### Task:
Every line of the data that contains the string "descending" must be copied.

[Material shown — start]

/// Complete simulation state of one stage
pub struct GameState {
    /// Run seed for reproducibility
    pub seed: u64,
    pub(crate) rng: Pcg32,
    pub tuning: Tuning,
    pub bounds: Bounds,
    /// Stage number (1-based)
    pub stage: u32,
    pub phase: GamePhase,
    /// Simulation tick counter
    pub time_ticks: u64,
    /// Session score (mirrored into the settings store)
    pub score: u64,
    pub player: Option<Player>,
    pub survival: Survival,
    pub foes: Vec<Foe>,
    pub shots: Vec<Shot>,
    pub power_ups: Vec<PowerUp>,
    pub shadows: Shadows,
    pub scheduler: Scheduler<TimerEvent>,
    pub formations: FormationEngine,
    pub director: SpawnDirector,
    pub power_cycle: PowerCycle,
    /// Boss firing staircase, shared by every boss cursor
    pub(crate) boss_pattern: Vec<f32>,
    pub(crate) store: Box<dyn SettingsStore>,
    pub(crate) drift_active: bool,
    events: Vec<GameEvent>,
    next_id: u32,
}

/// Reset per-session values in the store (score, power-up index)
pub fn reset_session(store: &mut dyn SettingsStore) {
    store.set_u64(SCORE_KEY, 0);
    PowerCycle::reset_session(store);
}

impl GameState {
    /// Create a stage. Invalid tuning is fatal here, never during ticks.
    pub fn new(
        tuning: Tuning,
        stage: u32,
        seed: u64,
        store: Box<dyn SettingsStore>,
    ) -> Result<Self, ConfigError> {
        tuning.validate()?;
        let boss_pattern = build_staircase(tuning.boss.pattern_extent, tuning.boss.pattern_step)?;
        let power_cycle = PowerCycle::load(tuning.power_ups.powers.clone(), store.as_ref())?;
        let score = store.get_u64(SCORE_KEY, 0);

        let mut state = Self {
            seed,
            rng: Pcg32::seed_from_u64(seed),
            bounds: Bounds::new(tuning.playfield.width, tuning.playfield.height),
            survival: Survival::new(tuning.player.max_lives),
            formations: FormationEngine::new(&tuning.formation),
            tuning,
            stage,
            phase: GamePhase::Playing,
            time_ticks: 0,
            score,
            player: None,
            foes: Vec::new(),
            shots: Vec::new(),
            power_ups: Vec::new(),
            shadows: Shadows::default(),
            scheduler: Scheduler::new(),
            director: SpawnDirector::new(),
            power_cycle,
            boss_pattern,
            store,
            drift_active: false,
            events: Vec::new(),
            next_id: 1,
        };

        log::info!("Stage {} starting (seed {})", stage, seed);
        state.spawn_player(false);
        state
            .director
            .start(stage, &state.tuning.spawn, &mut state.scheduler);
        state.schedule_drift_power_up();
        Ok(state)
    }

    /// Allocate a new entity ID
    pub fn next_entity_id(&mut self) -> EntityId {
        let id = EntityId(self.next_id);
        self.next_id += 1;
        id
    }

    pub fn emit(&mut self, event: GameEvent) {
        self.events.push(event);
    }

    pub fn sound(&mut self, cue: SoundCue) {
        self.events.push(GameEvent::Sound(cue));
    }

    pub fn visual(&mut self, cue: VisualCue) {
        self.events.push(GameEvent::Visual(cue));
    }

    /// Take every event queued since the last drain
    pub fn drain_events(&mut self) -> Vec<GameEvent> {
        std::mem::take(&mut self.events)
    }

    pub fn store(&self) -> &dyn SettingsStore {
        self.store.as_ref()
    }

    pub fn store_mut(&mut self) -> &mut dyn SettingsStore {
        self.store.as_mut()
    }

    /// Hand the store back (to carry it into the next stage)
    pub fn into_store(self) -> Box<dyn SettingsStore> {
        self.store
    }

    pub fn boss_pattern(&self) -> &[f32] {
        &self.boss_pattern
    }

    /// Add points to the session score and persist it
    pub fn award(&mut self, points: u64) {
        self.score += points;
        self.store.set_u64(SCORE_KEY, self.score);
        self.emit(GameEvent::ScoreChanged { score: self.score });
    }

    pub fn lives_remaining(&self) -> u32 {
        self.survival.lives_remaining()
    }

    pub fn is_playing(&self) -> bool {
        self.phase == GamePhase::Playing
    }

    // --- lookups (active entities only) ---

    pub fn foe(&self, id: EntityId) -> Option<&Foe> {
        self.foes.iter().find(|f| f.id == id && f.active)
    }

    pub fn foe_mut(&mut self, id: EntityId) -> Option<&mut Foe> {
        self.foes.iter_mut().find(|f| f.id == id && f.active)
    }

    pub fn shot(&self, id: EntityId) -> Option<&Shot> {
        self.shots.iter().find(|s| s.id == id && s.active)
    }

    pub fn power_up(&self, id: EntityId) -> Option<&PowerUp> {
        self.power_ups.iter().find(|p| p.id == id && p.active)
    }

    pub fn active_foes(&self) -> impl Iterator<Item = &Foe> {
        self.foes.iter().filter(|f| f.active)
    }

    pub fn active_shots(&self) -> impl Iterator<Item = &Shot> {
        self.shots.iter().filter(|s| s.active)
    }

    pub fn active_power_ups(&self) -> impl Iterator<Item = &PowerUp> {
        self.power_ups.iter().filter(|p| p.active)
    }

    // --- spawning ---

    /// Spawn a foe, clamped into the playfield, with its shadow
    pub fn spawn_foe(&mut self, kind: FoeKind, pos: Vec2, vel: Vec2) -> EntityId {
        let (lives, points) = match kind {
            FoeKind::Boss { .. } => (self.tuning.boss.lives, self.tuning.boss.points),
            ref other => other.base_stats(),
        };
        let id = self.next_entity_id();
        let pos = self.bounds.clamp(pos);
        let mut foe = Foe::new(id, kind, lives, points, pos, vel);
        if foe.kind.has_shadow() {
            foe.shadow = Some(self.shadows.spawn(id, pos, FOE_SHADOW_OFFSET));
        }
        log::debug!("Spawned {} {} at ({:.0}, {:.0})", foe.kind.name(), id.0, pos.x, pos.y);
        self.foes.push(foe);
        id
    }

    /// Spawn a projectile paired with its shadow
    pub fn spawn_shot(&mut self, owner: Side, pos: Vec2, vel: Vec2) -> EntityId {
        let id = self.next_entity_id();
        let mut shot = Shot::new(id, owner, pos, vel);
        shot.shadow = Some(self.shadows.spawn(id, pos, SHOT_SHADOW_OFFSET));
        self.shadows.sync(shot.shadow, pos, vel);
        self.shots.push(shot);
        id
    }

    /// Spawn a power-up. Bouncing rewards get a TTL timer.
    pub fn spawn_power_up(&mut self, pos: Vec2, vel: Vec2, motion: PowerUpMotion) -> EntityId {
        let id = self.next_entity_id();
        let tag = self.power_cycle.current().to_string();
        let mut power_up = PowerUp::new(id, tag, pos, vel, motion);
        power_up.shadow = Some(self.shadows.spawn(id, pos, POWER_UP_SHADOW_OFFSET));
        self.shadows.sync(power_up.shadow, pos, vel);
        if motion == PowerUpMotion::Bounce {
            let ttl = self.tuning.power_ups.reward_ttl;
            power_up.expiry = Some(self.scheduler.schedule(
                ttl,
                Repeat::Once,
                TimerEvent::PowerUpExpire(id),
            ));
            power_up.deadline = Some(self.scheduler.now() + ttl as f64);
        }
        self.power_ups.push(power_up);
        id
    }

    /// Spawn a reward power-up bouncing away from `at`
    pub fn spawn_reward(&mut self, at: Vec2) -> EntityId {
        let speed = self.tuning.power_ups.reward_speed;
        let vel = Vec2::new(
            self.rng.random_range(-speed..=speed),
            self.rng.random_range(-speed..=speed),
        );
        log::info!("Reward power-up at ({:.0}, {:.0})", at.x, at.y);
        self.spawn_power_up(at, vel, PowerUpMotion::Bounce)
    }

    /// Place a new player ship at the spawn point
    pub fn spawn_player(&mut self, invulnerable: bool) -> EntityId {
        let id = self.next_entity_id();
        let pos = Vec2::new(self.bounds.width / 2.0, self.bounds.height - 100.0);
        let mut player = Player::new(id, pos, self.tuning.power_ups.starting_power.clone());
        player.shadow = Some(self.shadows.spawn(id, pos, PLAYER_SHADOW_OFFSET));
        player.invulnerable = invulnerable;
        self.player = Some(player);
        id
    }

    /// Queue the next drifting power-up (12-20 s by default)
    pub(crate) fn schedule_drift_power_up(&mut self) {
        if !self.is_playing() || self.survival.is_game_over() {
            return;
        }
        let t = &self.tuning.power_ups;
        let (min, max) = (t.drift_min_delay, t.drift_max_delay.max(t.drift_min_delay));
        let delay = self.rng.random_range(min..=max);
        self.scheduler
            .schedule(delay, Repeat::Once, TimerEvent::DriftPowerUp);
    }

    /// Send a power-up across the playfield, one at a time
    pub(crate) fn spawn_drift_power_up(&mut self) {
        if !self.is_playing() || self.survival.is_game_over() || self.drift_active {
            return;
        }
        let t = &self.tuning.power_ups;
        let (min, max) = (t.drift_min_duration, t.drift_max_duration.max(t.drift_min_duration));
        let duration = self.rng.random_range(min..=max);
        let y = self.rng.random_range(50.0..=(self.bounds.height - 50.0).max(50.0));
        let distance = self.bounds.width + 100.0;
        let (x, vx) = if self.rng.random_bool(0.5) {
            (-50.0, distance / duration)
        } else {
            (self.bounds.width + 50.0, -distance / duration)
        };
        self.drift_active = true;
        self.spawn_power_up(Vec2::new(x, y), Vec2::new(vx, 0.0), PowerUpMotion::Sweep);
    }

    // --- destruction ---

    /// Destroy a foe, its shadow and its owned timer. Returns its last
    /// position, or `None` if it was already gone.
    pub fn destroy_foe(&mut self, id: EntityId) -> Option<Vec2> {
        let foe = self.foes.iter_mut().find(|f| f.id == id && f.active)?;
        foe.release(&mut self.shadows);
        let (pos, cohort, timer) = (foe.pos, foe.cohort, foe.timer.take());
        if let Some(timer) = timer {
            self.scheduler.cancel(timer);
        }
        if let Some(cohort) = cohort {
            self.formations.record_destroyed(cohort, pos);
        }
        Some(pos)
    }

    /// Destroy a shot and its shadow
    pub fn destroy_shot(&mut self, id: EntityId) -> bool {
        match self.shots.iter_mut().find(|s| s.id == id && s.active) {
            Some(shot) => shot.release(&mut self.shadows),
            None => false,
        }
    }

    /// Destroy a power-up: shadow first, then the power-up, then its TTL timer
    pub fn destroy_power_up(&mut self, id: EntityId) -> bool {
        let Some(power_up) = self.power_ups.iter_mut().find(|p| p.id == id && p.active) else {
            return false;
        };
        let motion = power_up.motion;
        if let Some(timer) = power_up.release(&mut self.shadows) {
            self.scheduler.cancel(timer);
        }
        if motion == PowerUpMotion::Sweep {
            self.drift_active = false;
            self.schedule_drift_power_up();
        }
        true
    }

    /// Remove the player ship and its shadow
    pub fn destroy_player(&mut self) -> Option<Vec2> {
        let player = self.player.take()?;
        if let Some(shadow) = player.shadow {
            self.shadows.release(shadow);
        }
        Some(player.pos)
    }

    /// Drop inactive entities
    pub fn normalize(&mut self) {
        self.foes.retain(|f| f.active);
        self.shots.retain(|s| s.active);
        self.power_ups.retain(|p| p.active);
    }

    // --- stage transitions ---

    /// Finish the stage once: stop generation and tell the host.
    /// Ignored after the last life is gone; that run ends in game over.
    pub fn finish_stage(&mut self) {
        if !self.is_playing() || self.survival.is_game_over() {
            return;
        }
        self.director.stop(&mut self.scheduler);
        self.phase = GamePhase::StageComplete;
        log::info!(
            "Stage {} complete (score {}, {} waves)",
            self.stage,
            self.score,
            self.formations.waves_completed()
        );
        self.emit(GameEvent::EndOfStage);
    }

    /// Enter the terminal game-over phase once
    pub fn enter_game_over(&mut self) {
        if !self.is_playing() {
            return;
        }
        self.director.stop(&mut self.scheduler);
        self.phase = GamePhase::GameOver;
        let total = self.store.get_u64(TOTAL_SCORE_KEY, 0) + self.score;
        self.store.set_u64(TOTAL_SCORE_KEY, total);
        log::info!("Game over on stage {} (score {}, total {})", self.stage, self.score, total);
        self.emit(GameEvent::GameOver);
    }
}
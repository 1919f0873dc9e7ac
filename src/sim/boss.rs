//! Boss firing pattern
//!
//! The boss walks a precomputed staircase of horizontal offsets, descending
//! across the whole range and climbing back, one step per shot.

use glam::Vec2;
use serde::{Deserialize, Serialize};

use crate::error::ConfigError;

/// Build the offset staircase covering `[-extent, extent]` in `step` increments.
///
/// Descends from `extent` (exclusive of `-extent`), then ascends from
/// `-extent` (exclusive of `extent`), so the cycle wraps without repeating
/// either end. Empty patterns are a fatal configuration error.
pub fn build_staircase(extent: f32, step: f32) -> Result<Vec<f32>, ConfigError> {
    if !(step > 0.0) || !(extent >= step) {
        return Err(ConfigError::EmptyBossPattern { extent, step });
    }
    let steps = (2.0 * extent / step).floor() as usize;
    let descending = (0..steps).map(|i| extent - i as f32 * step);
    let ascending = (0..steps).map(|i| -extent + i as f32 * step);
    Ok(descending.chain(ascending).collect())
}

/// Position of one boss within the shared staircase
#[derive(Debug, Clone, Copy, Default, PartialEq, Eq, Serialize, Deserialize)]
pub struct PatternCursor {
    pub index: usize,
}

impl PatternCursor {
    /// Current offset; advances the cursor, wrapping to the start
    pub fn advance(&mut self, pattern: &[f32]) -> Option<f32> {
        let offset = *pattern.get(self.index)?;
        self.index = if self.index + 1 >= pattern.len() {
            0
        } else {
            self.index + 1
        };
        Some(offset)
    }
}

/// Velocity of a boss projectile for the given staircase offset
#[inline]
pub fn boss_shot_velocity(offset: f32, speed: f32) -> Vec2 {
    Vec2::new(offset, speed)
}
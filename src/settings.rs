//! Persistent settings store
//!
//! Simple durable key-value state shared across stages: running score,
//! accumulated total score and the power-up cycle index. No transactions.

use std::collections::HashMap;
use std::path::{Path, PathBuf};

use serde_json::Value;

use crate::error::ConfigError;

/// Key-value store injected into the simulation at construction
pub trait SettingsStore {
    fn get(&self, key: &str) -> Option<Value>;
    fn set(&mut self, key: &str, value: Value);

    /// Read an unsigned integer, falling back to `default` when absent or mistyped
    fn get_u64(&self, key: &str, default: u64) -> u64 {
        match self.get(key) {
            Some(value) => value.as_u64().unwrap_or_else(|| {
                log::warn!("Settings key {key} holds {value}, expected integer");
                default
            }),
            None => default,
        }
    }

    fn set_u64(&mut self, key: &str, value: u64) {
        self.set(key, Value::from(value));
    }

    /// Persist pending writes. Volatile stores have nothing to do.
    fn flush(&mut self) -> Result<(), ConfigError> {
        Ok(())
    }
}

/// In-memory store (tests, headless runs)
#[derive(Debug, Clone, Default)]
pub struct MemoryStore {
    values: HashMap<String, Value>,
}

impl MemoryStore {
    pub fn new() -> Self {
        Self::default()
    }
}

impl SettingsStore for MemoryStore {
    fn get(&self, key: &str) -> Option<Value> {
        self.values.get(key).cloned()
    }

    fn set(&mut self, key: &str, value: Value) {
        self.values.insert(key.to_string(), value);
    }
}

/// Store persisted as a single JSON object on disk
///
/// Writes are buffered until [`SettingsStore::flush`].
#[derive(Debug, Clone)]
pub struct JsonFileStore {
    path: PathBuf,
    values: serde_json::Map<String, Value>,
    dirty: bool,
}

impl JsonFileStore {
    /// Open a store, starting empty if the file does not exist yet
    pub fn open(path: impl AsRef<Path>) -> Result<Self, ConfigError> {
        let path = path.as_ref().to_path_buf();
        let values = match std::fs::read_to_string(&path) {
            Ok(json) => serde_json::from_str(&json)?,
            Err(e) if e.kind() == std::io::ErrorKind::NotFound => {
                log::info!("No settings at {}, starting fresh", path.display());
                serde_json::Map::new()
            }
            Err(e) => return Err(e.into()),
        };
        Ok(Self {
            path,
            values,
            dirty: false,
        })
    }
}

impl SettingsStore for JsonFileStore {
    fn get(&self, key: &str) -> Option<Value> {
        self.values.get(key).cloned()
    }

    fn set(&mut self, key: &str, value: Value) {
        self.values.insert(key.to_string(), value);
        self.dirty = true;
    }

    /// Write pending changes to disk
    fn flush(&mut self) -> Result<(), ConfigError> {
        if !self.dirty {
            return Ok(());
        }
        let json = serde_json::to_string_pretty(&self.values)?;
        std::fs::write(&self.path, json)?;
        self.dirty = false;
        log::info!("Settings saved to {}", self.path.display());
        Ok(())
    }
}
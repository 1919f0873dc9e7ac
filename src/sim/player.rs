//! Player entity and survivability state machine
//!
//! `Survival` is the single source of truth for lives: remaining lives are
//! always `max_lives - collision_count`, the count never decreases, and
//! game over happens exactly once, on the hit that reaches `max_lives`.

use glam::Vec2;

use super::entity::{EntityId, ShadowId};
use super::power::shot_cooldown;
use crate::Bounds;
use crate::consts::PLAYER_RADIUS;

/// The player's ship
#[derive(Debug, Clone)]
pub struct Player {
    pub id: EntityId,
    pub pos: Vec2,
    pub shadow: Option<ShadowId>,
    /// Blinking after a respawn; takes no damage
    pub invulnerable: bool,
    /// Active power identifier (drives shot cadence and pattern)
    pub power: String,
    /// Seconds until the next shot is allowed
    reload: f32,
}

impl Player {
    pub fn new(id: EntityId, pos: Vec2, power: String) -> Self {
        Self {
            id,
            pos,
            shadow: None,
            invulnerable: false,
            power,
            reload: 0.0,
        }
    }

    /// Move toward the point under the pointer (offset upward, clamped to
    /// the playfield) at no more than `speed`.
    pub fn steer(&mut self, pointer: Vec2, pointer_offset: f32, speed: f32, dt: f32, bounds: &Bounds) {
        let target = Vec2::new(
            pointer.x.clamp(PLAYER_RADIUS, bounds.width - PLAYER_RADIUS),
            (pointer.y - pointer_offset).clamp(PLAYER_RADIUS, bounds.height - PLAYER_RADIUS),
        );
        let to_target = target - self.pos;
        let max_step = speed * dt;
        self.pos = if to_target.length() <= max_step {
            target
        } else {
            self.pos + to_target.normalize() * max_step
        };
    }

    /// Count down the reload timer and report whether a volley goes out now
    pub fn try_fire(&mut self, firing: bool, dt: f32) -> bool {
        self.reload = (self.reload - dt).max(0.0);
        if firing && self.reload <= 0.0 {
            self.reload = shot_cooldown(&self.power);
            true
        } else {
            false
        }
    }

    pub fn set_power(&mut self, power: String) {
        self.power = power;
    }
}

/// What a damaging contact did to the player
#[derive(Debug, Clone, Copy, PartialEq, Eq)]
pub enum HitOutcome {
    /// Invulnerable, or the game is already over
    Ignored,
    /// A life was lost; a respawn follows
    LifeLost { lives_remaining: u32 },
    /// The last life was lost
    GameOver,
}

/// Lives bookkeeping
#[derive(Debug, Clone)]
pub struct Survival {
    max_lives: u32,
    collision_count: u32,
    game_over: bool,
}

impl Survival {
    pub fn new(max_lives: u32) -> Self {
        Self {
            max_lives,
            collision_count: 0,
            game_over: false,
        }
    }

    /// Register a damaging contact
    pub fn register_hit(&mut self, invulnerable: bool) -> HitOutcome {
        if invulnerable || self.game_over {
            return HitOutcome::Ignored;
        }
        self.collision_count += 1;
        if self.collision_count >= self.max_lives {
            self.game_over = true;
            HitOutcome::GameOver
        } else {
            HitOutcome::LifeLost {
                lives_remaining: self.lives_remaining(),
            }
        }
    }

    pub fn lives_remaining(&self) -> u32 {
        self.max_lives.saturating_sub(self.collision_count)
    }

    pub fn collision_count(&self) -> u32 {
        self.collision_count
    }

    pub fn max_lives(&self) -> u32 {
        self.max_lives
    }

    pub fn is_game_over(&self) -> bool {
        self.game_over
    }
}

#[cfg(test)]
mod tests {
    use super::*;

    #[test]
    fn test_survival_counts_down_to_game_over() {
        let mut s = Survival::new(3);
        assert_eq!(s.register_hit(false), HitOutcome::LifeLost { lives_remaining: 2 });
        assert_eq!(s.register_hit(true), HitOutcome::Ignored);
        assert_eq!(s.register_hit(false), HitOutcome::LifeLost { lives_remaining: 1 });
        assert_eq!(s.register_hit(false), HitOutcome::GameOver);
        assert_eq!(s.register_hit(false), HitOutcome::Ignored);
        assert_eq!(s.collision_count(), 3);
        assert_eq!(s.lives_remaining(), 0);
    }

    #[test]
    fn test_steer_is_speed_limited_and_clamped() {
        let bounds = Bounds::new(360.0, 640.0);
        let mut p = Player::new(EntityId(1), Vec2::new(180.0, 540.0), "water".into());
        p.steer(Vec2::new(180.0, 100.0), 24.0, 800.0, 0.1, &bounds);
        assert!((p.pos.y - 460.0).abs() < 0.01);

        p.steer(Vec2::new(-50.0, -50.0), 24.0, 800.0, 10.0, &bounds);
        assert_eq!(p.pos, Vec2::new(PLAYER_RADIUS, PLAYER_RADIUS));
    }

    #[test]
    fn test_fire_cadence_follows_power() {
        let mut p = Player::new(EntityId(1), Vec2::ZERO, "vanilla".into());
        assert!(p.try_fire(true, 0.1));
        assert!(!p.try_fire(true, 0.2));
        assert!(p.try_fire(true, 0.2));
        assert!(!p.try_fire(false, 1.0));
    }
}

[Material shown — finish]

### Task response:
//! The boss walks a precomputed staircase of horizontal offsets, descending
    let descending = (0..steps).map(|i| extent - i as f32 * step);
    Ok(descending.chain(ascending).collect())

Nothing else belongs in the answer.